(Stored entries)
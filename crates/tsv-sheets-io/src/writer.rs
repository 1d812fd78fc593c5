//! TSV writer

use std::fs::File;
use std::io::{BufWriter, Write};
use std::path::Path;

use crate::error::TsvResult;
use crate::options::{LineTerminator, TsvWriteOptions};
use tsv_sheets_core::Document;

/// TSV file writer
pub struct TsvWriter;

impl TsvWriter {
    /// Write a document to a TSV file, replacing any existing content
    pub fn write_file<P: AsRef<Path>>(
        document: &Document,
        path: P,
        options: &TsvWriteOptions,
    ) -> TsvResult<()> {
        let path = path.as_ref();
        let file = File::create(path)?;
        Self::write(document, BufWriter::new(file), options)?;

        tracing::debug!(
            path = %path.display(),
            rows = document.len(),
            "wrote TSV file"
        );
        Ok(())
    }

    /// Write a document to a writer
    pub fn write<W: Write>(
        document: &Document,
        mut writer: W,
        options: &TsvWriteOptions,
    ) -> TsvResult<()> {
        let text = Self::write_string(document, options);
        writer.write_all(text.as_bytes())?;
        writer.flush()?;
        Ok(())
    }

    /// Render a document as TSV text using the write options
    pub fn write_string(document: &Document, options: &TsvWriteOptions) -> String {
        let mut text = document.to_tsv_string();

        if options.line_terminator != LineTerminator::LF {
            text = text.replace('\n', options.line_terminator.as_str());
        }

        if options.trailing_newline && !document.is_empty() {
            text.push_str(options.line_terminator.as_str());
        }

        text
    }
}

#[cfg(test)]
mod tests {
    use super::*;
    use pretty_assertions::assert_eq;
    use tsv_sheets_core::Cell;

    fn sample() -> Document {
        let mut doc = Document::new();
        doc.push_cells(["Name", "Height"]);
        doc.push_cells([Cell::from("Frank"), Cell::from(5.6)]);
        doc
    }

    #[test]
    fn test_default_options_match_serialize() {
        let doc = sample();
        assert_eq!(
            TsvWriter::write_string(&doc, &TsvWriteOptions::default()),
            doc.to_tsv_string()
        );
    }

    #[test]
    fn test_crlf_and_trailing_newline() {
        let options = TsvWriteOptions {
            line_terminator: LineTerminator::CRLF,
            trailing_newline: true,
        };
        assert_eq!(
            TsvWriter::write_string(&sample(), &options),
            "Name\tHeight\r\nFrank\t5,6\r\n"
        );
    }

    #[test]
    fn test_empty_document_has_no_trailing_newline() {
        let options = TsvWriteOptions {
            trailing_newline: true,
            ..Default::default()
        };
        assert_eq!(TsvWriter::write_string(&Document::new(), &options), "");
    }

    #[test]
    fn test_write_to_buffer() {
        let mut buf = Vec::new();
        TsvWriter::write(&sample(), &mut buf, &TsvWriteOptions::default()).unwrap();
        assert_eq!(String::from_utf8(buf).unwrap(), "Name\tHeight\nFrank\t5,6");
    }

    #[test]
    fn test_write_file() {
        let dir = tempfile::tempdir().unwrap();
        let path = dir.path().join("out.tsv");

        TsvWriter::write_file(&sample(), &path, &TsvWriteOptions::default()).unwrap();
        assert_eq!(
            std::fs::read_to_string(&path).unwrap(),
            "Name\tHeight\nFrank\t5,6"
        );
    }
}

:: TO DO ::
Sift through the entries and copy every line with "BufWriter".

:: TASK OUTPUT ::
use std::io::{BufWriter, Write};
        Self::write(document, BufWriter::new(file), options)?;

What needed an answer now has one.